Mike here: About all you can do in the store is check the optical surfaces and reflections for cleanliness. You can also do a rough check on the collimation; if images are not centered when looking through the eyepiece hole there may be a problem. But if you discover a problem after using the scope in actual operations, reputable dealers will take the scope back or fix the problem.

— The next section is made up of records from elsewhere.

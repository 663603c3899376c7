//! Logging setup (spec.md §4.K / SPEC_FULL.md §4.K), matching the teacher's
//! `tracing_subscriber::registry()` + `ErrorLayer` + `EnvFilter` shape
//! (`packages/hurry/src/bin/hurry/log.rs`), with `STAVE_LOG` in place of
//! `HURRY_LOG` and no daemon-mode file-logging branch (`stave` has no
//! daemon).

use std::io::BufWriter;

use clap::ValueEnum;
use color_eyre::Result;
use color_eyre::eyre::Context as _;
use tracing_error::ErrorLayer;
use tracing_flame::{FlameLayer, FlushGuard};
use tracing_subscriber::fmt::format::FmtSpan;
use tracing_subscriber::{Layer as _, layer::SubscriberExt as _};

pub const LOG_ENV_VAR: &str = "STAVE_LOG";

#[derive(Copy, Clone, Debug, PartialEq, Eq, PartialOrd, Ord, ValueEnum)]
pub enum WhenColor {
    Always,
    Never,
    Auto,
}

/// Build the process-wide tracing subscriber: an `ErrorLayer` so
/// `color_eyre` reports carry a captured span trace, a stderr-writing `fmt`
/// layer filtered by `STAVE_LOG`, and (when `profile` is set via `-v`'s
/// debug escalation) a `tracing-flame` layer writing a flamegraph-ready
/// trace to the given path.
pub fn make_logger(
    profile: Option<&std::path::Path>,
    color: WhenColor,
) -> Result<(impl tracing::Subscriber, Option<FlushGuard<BufWriter<std::fs::File>>>)> {
    let (flame_layer, flame_guard) = if let Some(profile) = profile {
        FlameLayer::with_file(profile)
            .with_context(|| format!("set up profiling to {profile:?}"))
            .map(|(layer, guard)| (Some(layer), Some(guard)))?
    } else {
        (None, None)
    };

    let logger = tracing_subscriber::registry()
        .with(ErrorLayer::default())
        .with({
            let layer = tracing_subscriber::fmt::layer()
                .with_level(true)
                .with_target(true)
                .with_span_events(FmtSpan::CLOSE)
                .with_writer(std::io::stderr);
            match color {
                WhenColor::Always => layer.with_ansi(true),
                WhenColor::Never => layer.with_ansi(false),
                WhenColor::Auto => layer,
            }
            .with_filter(
                tracing_subscriber::EnvFilter::builder()
                    .with_env_var(LOG_ENV_VAR)
                    .with_default_directive(tracing::level_filters::LevelFilter::WARN.into())
                    .from_env_lossy(),
            )
        })
        .with(flame_layer);

    Ok((logger, flame_guard))
}
/// Generate the dispatcher's `main.rs` source for `meta`, given the already
/// scanned `files` it was parsed from (used to derive the `#[path]` module
/// declarations the user's own code is compiled through).
#[instrument(skip_all, fields(targets = meta.targets.len(), files = files.len()))]
pub fn generate(meta: &PackageMetadata, files: &[PathBuf]) -> Result<String, StaveError> {
    let modules = user_modules(files);

    let mod_decls = modules.iter().map(|m| {
        let ident = format_ident!("{}", m.ident);
        let path_str = m.path.to_string_lossy().into_owned();
        quote! {
            #[path = #path_str]
            mod #ident;
        }
    });

    let dispatch_fns = meta
        .targets
        .iter()
        .map(|t| dispatch_fn(t, &modules))
        .collect::<Result<Vec<_>, _>>()?;

    let resolve_arms = meta.targets.iter().map(|t| {
        let token = t.fq_name().to_ascii_lowercase();
        let dispatch_ident = dispatch_ident(t);
        quote! { #token => Some(#dispatch_ident(rest)), }
    });
    let alias_arms = meta.aliases.iter().map(|(alias, target)| {
        let Some(target) = meta.find(target) else {
            return TokenStream::new();
        };
        let dispatch_ident = dispatch_ident(target);
        quote! { #alias => Some(#dispatch_ident(rest)), }
    });

    let list_entries = meta.targets.iter().map(|t| {
        let fq = t.fq_name();
        let doc = t.doc_first_sentence();
        let is_default = meta.default.as_deref() == Some(t.fq_name().as_str());
        quote! { (#fq, #doc, #is_default) }
    });

    let help_entries = meta.targets.iter().map(|t| {
        let fq = t.fq_name();
        let doc = t.doc.clone();
        let usage = usage_line(t);
        let aliases: Vec<&str> = meta
            .aliases
            .iter()
            .filter(|(_, target)| target.eq_ignore_ascii_case(&fq))
            .map(|(alias, _)| alias.as_str())
            .collect();
        let aliases_joined = aliases.join(", ");
        quote! { (#fq, #doc, #usage, #aliases_joined) }
    });

    let package_doc = meta.package_doc.clone();
    let default_token = meta
        .default
        .as_ref()
        .map(|d| d.to_ascii_lowercase())
        .unwrap_or_default();
    let has_default = meta.default.is_some();

    let tokens = quote! {
        #![allow(dead_code, unused_imports, unused_mut, clippy::all)]

        #(#mod_decls)*

        const PACKAGE_DOC: &str = #package_doc;
        const DEFAULT_TOKEN: &str = #default_token;
        const HAS_DEFAULT: bool = #has_default;
        const TARGET_LIST: &[(&str, &str, bool)] = &[ #(#list_entries),* ];
        const TARGET_HELP: &[(&str, &str, &str, &str)] = &[ #(#help_entries),* ];

        #(#dispatch_fns)*

        /// Resolve one argv token (target name, namespace-qualified name, or
        /// alias, compared case-insensitively per spec.md §4.B) to a bound
        /// target and the number of `rest` entries it consumed.
        fn resolve_token(
            token: &str,
            rest: &[String],
        ) -> Option<Result<(stave_runtime::BoundFn, usize), String>> {
            match token.to_ascii_lowercase().as_str() {
                #(#resolve_arms)*
                #(#alias_arms)*
                _ => None,
            }
        }

        fn print_list() {
            println!("{}", PACKAGE_DOC.lines().next().unwrap_or_default());
            for (name, summary, is_default) in TARGET_LIST {
                let marker = if *is_default { "*" } else { " " };
                println!("{marker} {name:<24} {summary}");
            }
        }

        fn print_help(target: &str) -> std::process::ExitCode {
            let normalized = target.to_ascii_lowercase();
            for (name, doc, usage, aliases) in TARGET_HELP {
                if name.eq_ignore_ascii_case(&normalized) {
                    if !doc.is_empty() {
                        println!("{doc}");
                        println!();
                    }
                    println!("Usage: stave {usage}");
                    if !aliases.is_empty() {
                        println!("Aliases: {aliases}");
                    }
                    return std::process::ExitCode::SUCCESS;
                }
            }
            eprintln!("stave: unknown target {target:?}");
            std::process::ExitCode::from(2)
        }

        fn known_tokens() -> std::collections::HashSet<&'static str> {
            let mut set: std::collections::HashSet<&'static str> =
                TARGET_LIST.iter().map(|(name, _, _)| *name).collect();
            set.extend(TARGET_HELP.iter().map(|(name, ..)| *name));
            set
        }

        /// Parse the full `argv` remainder (after flags) into the ordered
        /// list of outermost target invocations (spec.md §4.D: `[target]
        /// [arg…] [target] [arg…] …`).
        fn parse_argv(argv: &[String]) -> Result<Vec<(String, stave_runtime::BoundFn)>, String> {
            let mut out = Vec::new();
            let mut i = 0;
            while i < argv.len() {
                let token = argv[i].clone();
                let rest = &argv[i + 1..];
                match resolve_token(&token, rest) {
                    Some(Ok((bound, consumed))) => {
                        out.push((token, bound));
                        i += 1 + consumed;
                    }
                    Some(Err(message)) => return Err(message),
                    None => return Err(format!("unknown target {token:?}")),
                }
            }
            Ok(out)
        }

        fn default_invocation() -> Option<(String, stave_runtime::BoundFn)> {
            if !HAS_DEFAULT {
                return None;
            }
            match resolve_token(DEFAULT_TOKEN, &[]) {
                Some(Ok((bound, _))) => Some((DEFAULT_TOKEN.to_string(), bound)),
                _ => None,
            }
        }

        /// Run every outermost target concurrently, each under its own
        /// cancellation context so a filesystem event or SIGINT only tears
        /// down the target(s) it actually affects (spec.md §4.H, §5).
        async fn run_outermost(
            invocations: Vec<(String, stave_runtime::BoundFn)>,
            sigint: tokio_util::sync::CancellationToken,
        ) -> std::process::ExitCode {
            let mut handles = Vec::with_capacity(invocations.len());
            for (name, bound) in invocations {
                let identity = bound.identity().clone();
                stave_runtime::watch::WatchSupervisor::mark_outermost(identity.clone());
                let sigint = sigint.clone();
                handles.push(tokio::spawn(run_one_outermost(name, bound, identity, sigint)));
            }

            let mut exit_code = 0;
            for handle in handles {
                let code = handle.await.unwrap_or(1);
                if exit_code == 0 && code != 0 {
                    exit_code = code;
                }
            }
            std::process::ExitCode::from(exit_code as u8)
        }

        async fn run_one_outermost(
            name: String,
            bound: stave_runtime::BoundFn,
            identity: stave_runtime::FnIdentity,
            sigint: tokio_util::sync::CancellationToken,
        ) -> i32 {
            let result = stave_runtime::evaluator::ctx_deps(sigint.clone(), vec![bound]).await;
            let mut code = match &result {
                Ok(()) => 0,
                Err(err) => exit_code_for(err),
            };

            if stave_runtime::watch::WatchSupervisor::is_watch_active(&identity) {
                tracing::info!(target = %name, "entering watch mode");
                let _ = stave_runtime::watch::WatchSupervisor::run_forever(
                    identity.clone(),
                    sigint,
                    move || resolve_token(&name, &[]).and_then(Result::ok).map(|(b, _)| b).unwrap(),
                )
                .await;
                code = 0;
            }
            code
        }

        fn exit_code_for(err: &stave_runtime::RuntimeError) -> i32 {
            match err {
                stave_runtime::RuntimeError::Fatal(f) => f.code,
                stave_runtime::RuntimeError::Cycle { .. } => 1,
                stave_runtime::RuntimeError::Cancelled => 0,
            }
        }

        fn main() -> std::process::ExitCode {
            stave_runtime::dryrun::latch_dry_run_flags();

            if std::env::var_os("STAVE_LIST").is_some() {
                print_list();
                return std::process::ExitCode::SUCCESS;
            }
            if let Ok(target) = std::env::var("STAVE_HELP") {
                return print_help(&target);
            }

            let argv: Vec<String> = std::env::args().skip(1).collect();
            let invocations = match parse_argv(&argv) {
                Ok(invocations) if !invocations.is_empty() => invocations,
                Ok(_) => match default_invocation() {
                    Some(invocation) => vec![invocation],
                    None => {
                        eprintln!("stave: no target specified and no default target defined");
                        return std::process::ExitCode::from(2);
                    }
                },
                Err(message) => {
                    eprintln!("stave: {message}");
                    return std::process::ExitCode::from(2);
                }
            };

            let sigint = tokio_util::sync::CancellationToken::new();
            let runtime = tokio::runtime::Runtime::new().expect("start tokio runtime");
            let _guard = runtime.enter();

            {
                let sigint = sigint.clone();
                // SAFETY: the handler only touches an atomic-backed token via
                // `CancellationToken::cancel`, which is async-signal-safe in
                // the sense that matters here (no allocation on the signal
                // path itself — `cancel` just flips a shared flag).
                let _ = unsafe {
                    signal_hook::low_level::register(signal_hook::consts::SIGINT, move || {
                        sigint.cancel();
                    })
                };
            }

            runtime.block_on(run_outermost(invocations, sigint))
        }
    };

    let rendered = render(tokens)?;
    // `quote!`'s token stream can't carry a plain `//` line comment through to
    // the rendered source (the lexer strips it before the macro body ever
    // sees it, unlike a `///`/`//!` doc comment), so the build-tag sentinel
    // is prepended here instead, as a literal first line.
    Ok(format!("// stave:target-file\n{rendered}"))
}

Sent: Monday, November 10, 1997 12:36:52 From: firstname.lastname@example.org (Paul J. Boudreaux) Gregory Shelton asked about the Observatory Techniques magazine. Ray Wartinger summarized nicely a response on those articles. However, when I managed to get a copy of them through the inter-library loan service (US Naval Observatory library in Washington, DC has copies), I saw that they were also verbatum copies of email messages that were posted on your site from Chris Pedersen and Jean-Francois Theoret. I can't remember the exact dates of the emails, but I do remember reading them in your ETX users feedback. In my opinion, they are not worth trying to get copies of the magazine articles. Anyone interested in the RA problem and the "sticky" dec can use "fixes" suggested by going through your feedback archives. Paul Boudreaux
Sent: Monday, November 10, 1997 05:14:08 From: email@example.com (Paul MacDonald) Just checking out your page. I purchased an ETX and noticed that the RA slow motion control is a bit "wobbly." Is this normal? The knob works and I noted the statement in the manual about waiting a minute for the drive to take up the backlash. However, the knob - probably the shaft - has play in it from side to side, similar to what the RA Lock knob has when it is fully unlocked. Looks like clear skies tonight is southern NH for the Jupiter show tonight! Paul
Mike here: My RA knob is fully locked when the RA Lock is engaged. There is no play. Anyone else seen the problem Paul is having? (I got rained out of the Jupiter 3 moon transit.)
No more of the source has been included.